> **Given records**:
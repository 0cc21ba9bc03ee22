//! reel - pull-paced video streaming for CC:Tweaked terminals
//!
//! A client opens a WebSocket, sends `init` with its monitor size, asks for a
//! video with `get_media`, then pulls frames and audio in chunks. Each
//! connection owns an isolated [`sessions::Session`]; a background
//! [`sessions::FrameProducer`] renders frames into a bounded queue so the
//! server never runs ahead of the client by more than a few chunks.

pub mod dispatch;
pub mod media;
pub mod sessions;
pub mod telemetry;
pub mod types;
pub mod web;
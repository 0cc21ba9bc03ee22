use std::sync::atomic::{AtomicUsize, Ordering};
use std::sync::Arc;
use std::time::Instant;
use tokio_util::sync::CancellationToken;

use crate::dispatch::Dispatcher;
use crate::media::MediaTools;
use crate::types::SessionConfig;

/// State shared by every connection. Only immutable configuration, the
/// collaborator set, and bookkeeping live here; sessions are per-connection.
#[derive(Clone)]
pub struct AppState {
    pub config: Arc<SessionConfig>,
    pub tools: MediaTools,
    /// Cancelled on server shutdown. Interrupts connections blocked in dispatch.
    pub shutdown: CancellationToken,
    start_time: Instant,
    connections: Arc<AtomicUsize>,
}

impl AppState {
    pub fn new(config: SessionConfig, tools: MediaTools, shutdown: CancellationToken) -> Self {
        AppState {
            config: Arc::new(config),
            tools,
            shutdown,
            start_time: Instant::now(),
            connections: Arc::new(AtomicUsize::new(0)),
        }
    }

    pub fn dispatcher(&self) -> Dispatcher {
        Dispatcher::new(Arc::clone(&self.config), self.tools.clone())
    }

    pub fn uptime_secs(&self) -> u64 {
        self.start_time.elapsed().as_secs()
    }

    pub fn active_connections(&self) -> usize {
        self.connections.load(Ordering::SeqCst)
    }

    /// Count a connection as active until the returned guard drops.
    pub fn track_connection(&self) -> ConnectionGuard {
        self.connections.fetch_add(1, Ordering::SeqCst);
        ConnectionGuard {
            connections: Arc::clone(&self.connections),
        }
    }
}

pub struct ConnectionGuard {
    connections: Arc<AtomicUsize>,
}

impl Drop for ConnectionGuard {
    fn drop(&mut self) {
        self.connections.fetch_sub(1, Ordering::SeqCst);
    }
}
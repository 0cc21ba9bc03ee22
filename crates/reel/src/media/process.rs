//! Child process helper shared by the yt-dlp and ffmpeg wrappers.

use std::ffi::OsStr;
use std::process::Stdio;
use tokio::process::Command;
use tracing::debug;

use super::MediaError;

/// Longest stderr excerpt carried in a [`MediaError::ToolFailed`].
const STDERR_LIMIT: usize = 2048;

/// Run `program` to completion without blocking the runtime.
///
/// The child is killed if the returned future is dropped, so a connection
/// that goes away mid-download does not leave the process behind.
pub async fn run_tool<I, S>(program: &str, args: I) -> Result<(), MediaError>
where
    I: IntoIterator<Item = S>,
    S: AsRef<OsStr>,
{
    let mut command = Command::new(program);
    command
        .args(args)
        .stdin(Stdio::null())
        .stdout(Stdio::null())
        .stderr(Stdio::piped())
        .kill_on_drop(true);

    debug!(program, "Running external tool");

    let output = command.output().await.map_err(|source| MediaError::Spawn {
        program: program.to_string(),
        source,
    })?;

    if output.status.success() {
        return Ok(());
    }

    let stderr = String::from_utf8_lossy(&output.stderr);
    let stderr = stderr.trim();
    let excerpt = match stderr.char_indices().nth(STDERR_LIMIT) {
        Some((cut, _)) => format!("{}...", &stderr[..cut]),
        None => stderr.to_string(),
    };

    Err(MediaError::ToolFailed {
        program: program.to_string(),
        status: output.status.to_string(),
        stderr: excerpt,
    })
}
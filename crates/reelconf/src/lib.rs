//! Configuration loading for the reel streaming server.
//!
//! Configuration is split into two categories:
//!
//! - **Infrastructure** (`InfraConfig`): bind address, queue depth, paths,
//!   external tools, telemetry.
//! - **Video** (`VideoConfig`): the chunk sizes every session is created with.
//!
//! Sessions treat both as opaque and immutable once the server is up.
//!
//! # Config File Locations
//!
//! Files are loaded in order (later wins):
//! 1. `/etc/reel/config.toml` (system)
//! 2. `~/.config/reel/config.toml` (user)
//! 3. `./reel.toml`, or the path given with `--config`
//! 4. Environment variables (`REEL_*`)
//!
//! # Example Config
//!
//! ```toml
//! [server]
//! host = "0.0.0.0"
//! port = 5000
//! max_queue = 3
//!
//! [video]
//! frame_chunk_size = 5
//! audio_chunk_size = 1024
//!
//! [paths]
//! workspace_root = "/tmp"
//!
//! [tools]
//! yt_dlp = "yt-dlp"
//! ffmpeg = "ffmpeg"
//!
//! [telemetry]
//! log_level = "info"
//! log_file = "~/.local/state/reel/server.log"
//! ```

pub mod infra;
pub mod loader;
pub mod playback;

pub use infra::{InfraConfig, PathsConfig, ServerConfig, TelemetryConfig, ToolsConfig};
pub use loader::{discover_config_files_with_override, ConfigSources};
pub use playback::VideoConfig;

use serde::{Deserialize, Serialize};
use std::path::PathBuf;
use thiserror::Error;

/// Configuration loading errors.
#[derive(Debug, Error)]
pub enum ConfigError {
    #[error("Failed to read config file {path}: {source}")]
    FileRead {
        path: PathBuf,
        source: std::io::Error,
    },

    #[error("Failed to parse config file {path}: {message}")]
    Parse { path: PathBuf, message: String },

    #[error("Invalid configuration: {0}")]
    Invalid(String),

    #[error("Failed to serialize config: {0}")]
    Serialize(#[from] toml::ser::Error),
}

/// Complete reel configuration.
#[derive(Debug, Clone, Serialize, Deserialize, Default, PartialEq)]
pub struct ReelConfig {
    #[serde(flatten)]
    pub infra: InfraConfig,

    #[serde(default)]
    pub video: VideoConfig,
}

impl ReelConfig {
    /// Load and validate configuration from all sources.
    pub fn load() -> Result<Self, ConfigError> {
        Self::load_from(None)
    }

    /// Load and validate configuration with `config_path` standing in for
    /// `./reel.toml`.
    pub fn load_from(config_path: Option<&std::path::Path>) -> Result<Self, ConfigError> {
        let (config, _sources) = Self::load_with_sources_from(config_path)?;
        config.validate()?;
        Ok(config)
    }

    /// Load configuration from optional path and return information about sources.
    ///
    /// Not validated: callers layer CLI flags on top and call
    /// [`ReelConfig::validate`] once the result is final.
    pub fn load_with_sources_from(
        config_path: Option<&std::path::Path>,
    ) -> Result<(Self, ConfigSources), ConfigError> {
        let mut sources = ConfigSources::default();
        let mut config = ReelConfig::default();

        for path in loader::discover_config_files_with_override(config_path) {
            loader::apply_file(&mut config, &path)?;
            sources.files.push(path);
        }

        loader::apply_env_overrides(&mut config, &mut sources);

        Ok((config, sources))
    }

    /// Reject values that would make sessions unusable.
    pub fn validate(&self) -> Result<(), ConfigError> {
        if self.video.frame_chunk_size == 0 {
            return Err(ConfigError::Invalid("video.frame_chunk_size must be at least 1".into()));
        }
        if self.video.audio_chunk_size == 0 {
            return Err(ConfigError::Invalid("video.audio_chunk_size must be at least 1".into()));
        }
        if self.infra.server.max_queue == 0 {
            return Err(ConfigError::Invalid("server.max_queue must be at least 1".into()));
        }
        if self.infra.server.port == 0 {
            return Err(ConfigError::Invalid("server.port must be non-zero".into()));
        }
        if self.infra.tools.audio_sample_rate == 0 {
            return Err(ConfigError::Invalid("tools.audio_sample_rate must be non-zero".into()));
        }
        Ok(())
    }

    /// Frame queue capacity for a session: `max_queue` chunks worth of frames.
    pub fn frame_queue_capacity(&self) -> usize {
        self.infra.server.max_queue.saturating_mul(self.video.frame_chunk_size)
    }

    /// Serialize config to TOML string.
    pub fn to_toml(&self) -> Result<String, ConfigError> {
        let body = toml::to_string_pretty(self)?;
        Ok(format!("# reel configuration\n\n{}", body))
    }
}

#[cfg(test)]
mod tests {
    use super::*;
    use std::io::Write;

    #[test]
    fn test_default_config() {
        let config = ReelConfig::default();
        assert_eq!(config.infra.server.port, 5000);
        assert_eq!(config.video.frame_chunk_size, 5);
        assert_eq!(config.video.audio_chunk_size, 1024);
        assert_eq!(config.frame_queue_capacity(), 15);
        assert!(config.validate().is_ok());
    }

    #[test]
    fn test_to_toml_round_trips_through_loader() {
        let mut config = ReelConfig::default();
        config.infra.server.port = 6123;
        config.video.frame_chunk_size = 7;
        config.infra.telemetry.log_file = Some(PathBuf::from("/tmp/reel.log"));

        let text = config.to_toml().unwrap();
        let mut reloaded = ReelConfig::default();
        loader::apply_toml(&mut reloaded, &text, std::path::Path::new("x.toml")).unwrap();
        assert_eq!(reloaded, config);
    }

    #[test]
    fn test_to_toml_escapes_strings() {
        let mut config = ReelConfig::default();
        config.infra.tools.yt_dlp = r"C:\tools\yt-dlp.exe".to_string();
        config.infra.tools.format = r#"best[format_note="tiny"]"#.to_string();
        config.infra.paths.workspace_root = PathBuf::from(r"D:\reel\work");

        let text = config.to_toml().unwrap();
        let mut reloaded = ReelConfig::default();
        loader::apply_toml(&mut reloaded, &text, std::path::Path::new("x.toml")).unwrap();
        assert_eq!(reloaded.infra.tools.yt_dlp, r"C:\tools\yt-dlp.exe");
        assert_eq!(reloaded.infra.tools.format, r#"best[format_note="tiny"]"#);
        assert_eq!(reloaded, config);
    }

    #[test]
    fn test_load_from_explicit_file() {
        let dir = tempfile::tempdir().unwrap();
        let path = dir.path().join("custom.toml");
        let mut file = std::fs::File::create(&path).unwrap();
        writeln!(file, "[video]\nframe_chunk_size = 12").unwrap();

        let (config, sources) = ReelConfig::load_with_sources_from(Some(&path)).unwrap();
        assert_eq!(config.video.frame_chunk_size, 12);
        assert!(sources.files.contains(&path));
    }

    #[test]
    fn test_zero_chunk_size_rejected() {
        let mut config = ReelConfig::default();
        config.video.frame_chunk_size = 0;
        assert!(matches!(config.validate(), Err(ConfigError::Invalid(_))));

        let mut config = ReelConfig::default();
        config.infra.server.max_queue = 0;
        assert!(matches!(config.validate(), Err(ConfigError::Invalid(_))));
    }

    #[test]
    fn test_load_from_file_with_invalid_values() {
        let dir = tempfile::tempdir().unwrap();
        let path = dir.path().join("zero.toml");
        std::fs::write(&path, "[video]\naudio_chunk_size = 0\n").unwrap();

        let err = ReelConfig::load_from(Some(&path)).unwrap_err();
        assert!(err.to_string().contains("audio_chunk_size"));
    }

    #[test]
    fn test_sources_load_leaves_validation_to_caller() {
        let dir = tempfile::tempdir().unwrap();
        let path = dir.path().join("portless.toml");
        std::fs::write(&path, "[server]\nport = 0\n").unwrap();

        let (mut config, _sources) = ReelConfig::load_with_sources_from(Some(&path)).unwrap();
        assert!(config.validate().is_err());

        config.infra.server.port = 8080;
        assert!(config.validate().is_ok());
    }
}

> **Activity**: Copy every line that contains "InfraConfig" from the listing above.

> **Task output**:
//! - **Infrastructure** (`InfraConfig`): bind address, queue depth, paths,
pub use infra::{InfraConfig, PathsConfig, ServerConfig, TelemetryConfig, ToolsConfig};
    pub infra: InfraConfig,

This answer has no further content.